*** Block opens ***
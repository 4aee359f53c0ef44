//! Main authentication service implementation

use std::sync::Arc;

use nest_shared::phone::{is_valid_mobile, mask_phone_number};

use crate::domain::value_objects::{AuthResponse, IssuedChallenge};
use crate::errors::{AuthError, DomainError, DomainResult};
use crate::repositories::UserRepository;
use crate::services::otp::{NotificationSink, OtpLedger};
use crate::services::token::TokenService;

use super::config::AuthServiceConfig;

/// Authentication service for the OTP sign-in flow
///
/// Orchestrates issue → notify and verify → upsert user → issue token.
pub struct AuthService<U, N>
where
    U: UserRepository,
    N: NotificationSink,
{
    /// User repository for persistence
    user_repository: Arc<U>,
    /// Outbound channel for one-time codes
    notification_sink: Arc<N>,
    /// Challenge ledger
    ledger: Arc<OtpLedger>,
    /// Token service for JWT issuance
    token_service: Arc<TokenService>,
    /// Service configuration
    config: AuthServiceConfig,
}

impl<U, N> AuthService<U, N>
where
    U: UserRepository,
    N: NotificationSink,
{
    /// Create a new authentication service
    ///
    /// # Arguments
    ///
    /// * `user_repository` - Repository for user data persistence
    /// * `notification_sink` - Delivery channel for one-time codes
    /// * `ledger` - Shared OTP ledger
    /// * `token_service` - Service for JWT token issuance
    /// * `config` - Service configuration
    pub fn new(
        user_repository: Arc<U>,
        notification_sink: Arc<N>,
        ledger: Arc<OtpLedger>,
        token_service: Arc<TokenService>,
        config: AuthServiceConfig,
    ) -> Self {
        Self {
            user_repository,
            notification_sink,
            ledger,
            token_service,
            config,
        }
    }

    pub fn ledger(&self) -> &Arc<OtpLedger> {
        &self.ledger
    }

    pub fn token_service(&self) -> &Arc<TokenService> {
        &self.token_service
    }

    /// Issue a one-time code for `mobile` and hand it to the notification sink
    ///
    /// This method:
    /// 1. Validates the mobile number format
    /// 2. Issues a challenge (rate limited per number)
    /// 3. Sends the code, outside the ledger lock; failure is only logged
    ///
    /// # Returns
    ///
    /// * `Ok(IssuedChallenge)` - Challenge id and expiry (plus the code in echo mode)
    /// * `Err(DomainError::Auth(InvalidSubjectFormat))` - Malformed mobile number
    /// * `Err(DomainError::Otp(TooManyRequests))` - Too many pending codes
    pub async fn send_otp(&self, mobile: &str) -> DomainResult<IssuedChallenge> {
        if !is_valid_mobile(mobile) {
            return Err(DomainError::Auth(AuthError::InvalidSubjectFormat {
                mobile: mask_phone_number(mobile),
            }));
        }

        let issued = self.ledger.issue(mobile)?;

        match self
            .notification_sink
            .send_code(mobile, issued.code.as_str())
            .await
        {
            Ok(message_id) => tracing::info!(
                mobile = %mask_phone_number(mobile),
                challenge_id = %issued.challenge_id,
                message_id = %message_id,
                event = "otp_sent",
                "Delivered OTP to notification sink"
            ),
            Err(e) => tracing::warn!(
                mobile = %mask_phone_number(mobile),
                challenge_id = %issued.challenge_id,
                error = %e,
                event = "otp_delivery_failed",
                "Notification sink failed; challenge remains valid"
            ),
        }

        let expires_in = issued.expires_in_seconds();
        let dev_code = self
            .config
            .echo_code_in_response
            .then(|| issued.code.as_str().to_string());

        Ok(IssuedChallenge {
            challenge_id: issued.challenge_id.into_inner(),
            expires_at: issued.expires_at,
            expires_in,
            dev_code,
        })
    }

    /// Verify a code and sign the user in
    ///
    /// This method:
    /// 1. Verifies the code against the ledger (consumes it on success)
    /// 2. Rejects inactive accounts
    /// 3. Creates the user on first sign-in, otherwise refreshes last login
    /// 4. Issues an access token
    ///
    /// # Returns
    ///
    /// * `Ok(AuthResponse)` - Access token and user summary
    /// * `Err(DomainError::Otp(_))` - Protocol rejection
    /// * `Err(DomainError::Auth(UserInactive))` - Account disabled
    pub async fn verify_otp(
        &self,
        challenge_id: &str,
        mobile: &str,
        code: &str,
    ) -> DomainResult<AuthResponse> {
        self.ledger.verify(challenge_id, mobile, code)?;

        if let Some(existing) = self.user_repository.find_by_mobile(mobile).await? {
            if !existing.is_active {
                tracing::warn!(
                    mobile = %mask_phone_number(mobile),
                    user_id = %existing.id,
                    event = "login_rejected_inactive",
                    "Inactive user attempted to sign in"
                );
                return Err(DomainError::Auth(AuthError::UserInactive));
            }
        }

        let login = self.user_repository.upsert_login(mobile).await?;
        let token = self.token_service.issue_access_token(&login.user)?;

        tracing::info!(
            mobile = %mask_phone_number(mobile),
            user_id = %login.user.id,
            is_new_user = login.is_new,
            event = "login_success",
            "User signed in"
        );

        Ok(AuthResponse::from_token(token, &login.user, login.is_new))
    }
}
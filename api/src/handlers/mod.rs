pub mod error;

pub use error::{handle_domain_error, handle_validation_errors, ErrorResponseExt};
//! Business services containing domain logic and use cases.

pub mod auth;
pub mod otp;
pub mod token;

// Re-export commonly used types
pub use auth::{AuthService, AuthServiceConfig};
pub use otp::{
    Clock, CodeDigester, IssuedCode, ManualClock, NotificationSink, OtpLedger, OtpLedgerConfig,
    OtpSweeper, OtpSweeperConfig, SweepResult, SystemClock, VerifiedChallenge,
};
pub use token::{TokenService, TokenServiceConfig};
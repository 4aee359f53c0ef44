//! Configuration for the authentication service

use nest_shared::OtpConfig;

/// Configuration for the authentication service
#[derive(Debug, Clone, Default)]
pub struct AuthServiceConfig {
    /// Return the plaintext code from `send_otp` (development only)
    pub echo_code_in_response: bool,
}

impl From<&OtpConfig> for AuthServiceConfig {
    fn from(config: &OtpConfig) -> Self {
        Self {
            echo_code_in_response: config.echo_code_in_response,
        }
    }
}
*** Block closes ***
#### [WORK ITEM]
Your output must be the lines of the material above, from the first through the line that contains "JWT token issuance", copied exactly. Include both endpoints and nothing else.

#### [SOLUTION BELOW]
repository 4aee359f53c0ef44
//! Main authentication service implementation

use std::sync::Arc;

use nest_shared::phone::{is_valid_mobile, mask_phone_number};

use crate::domain::value_objects::{AuthResponse, IssuedChallenge};
use crate::errors::{AuthError, DomainError, DomainResult};
use crate::repositories::UserRepository;
use crate::services::otp::{NotificationSink, OtpLedger};
use crate::services::token::TokenService;

use super::config::AuthServiceConfig;

/// Authentication service for the OTP sign-in flow
///
/// Orchestrates issue → notify and verify → upsert user → issue token.
pub struct AuthService<U, N>
where
    U: UserRepository,
    N: NotificationSink,
{
    /// User repository for persistence
    user_repository: Arc<U>,
    /// Outbound channel for one-time codes
    notification_sink: Arc<N>,
    /// Challenge ledger
    ledger: Arc<OtpLedger>,
    /// Token service for JWT issuance
    token_service: Arc<TokenService>,
    /// Service configuration
    config: AuthServiceConfig,
}

impl<U, N> AuthService<U, N>
where
    U: UserRepository,
    N: NotificationSink,
{
    /// Create a new authentication service
    ///
    /// # Arguments
    ///
    /// * `user_repository` - Repository for user data persistence
    /// * `notification_sink` - Delivery channel for one-time codes
    /// * `ledger` - Shared OTP ledger
    /// * `token_service` - Service for JWT token issuance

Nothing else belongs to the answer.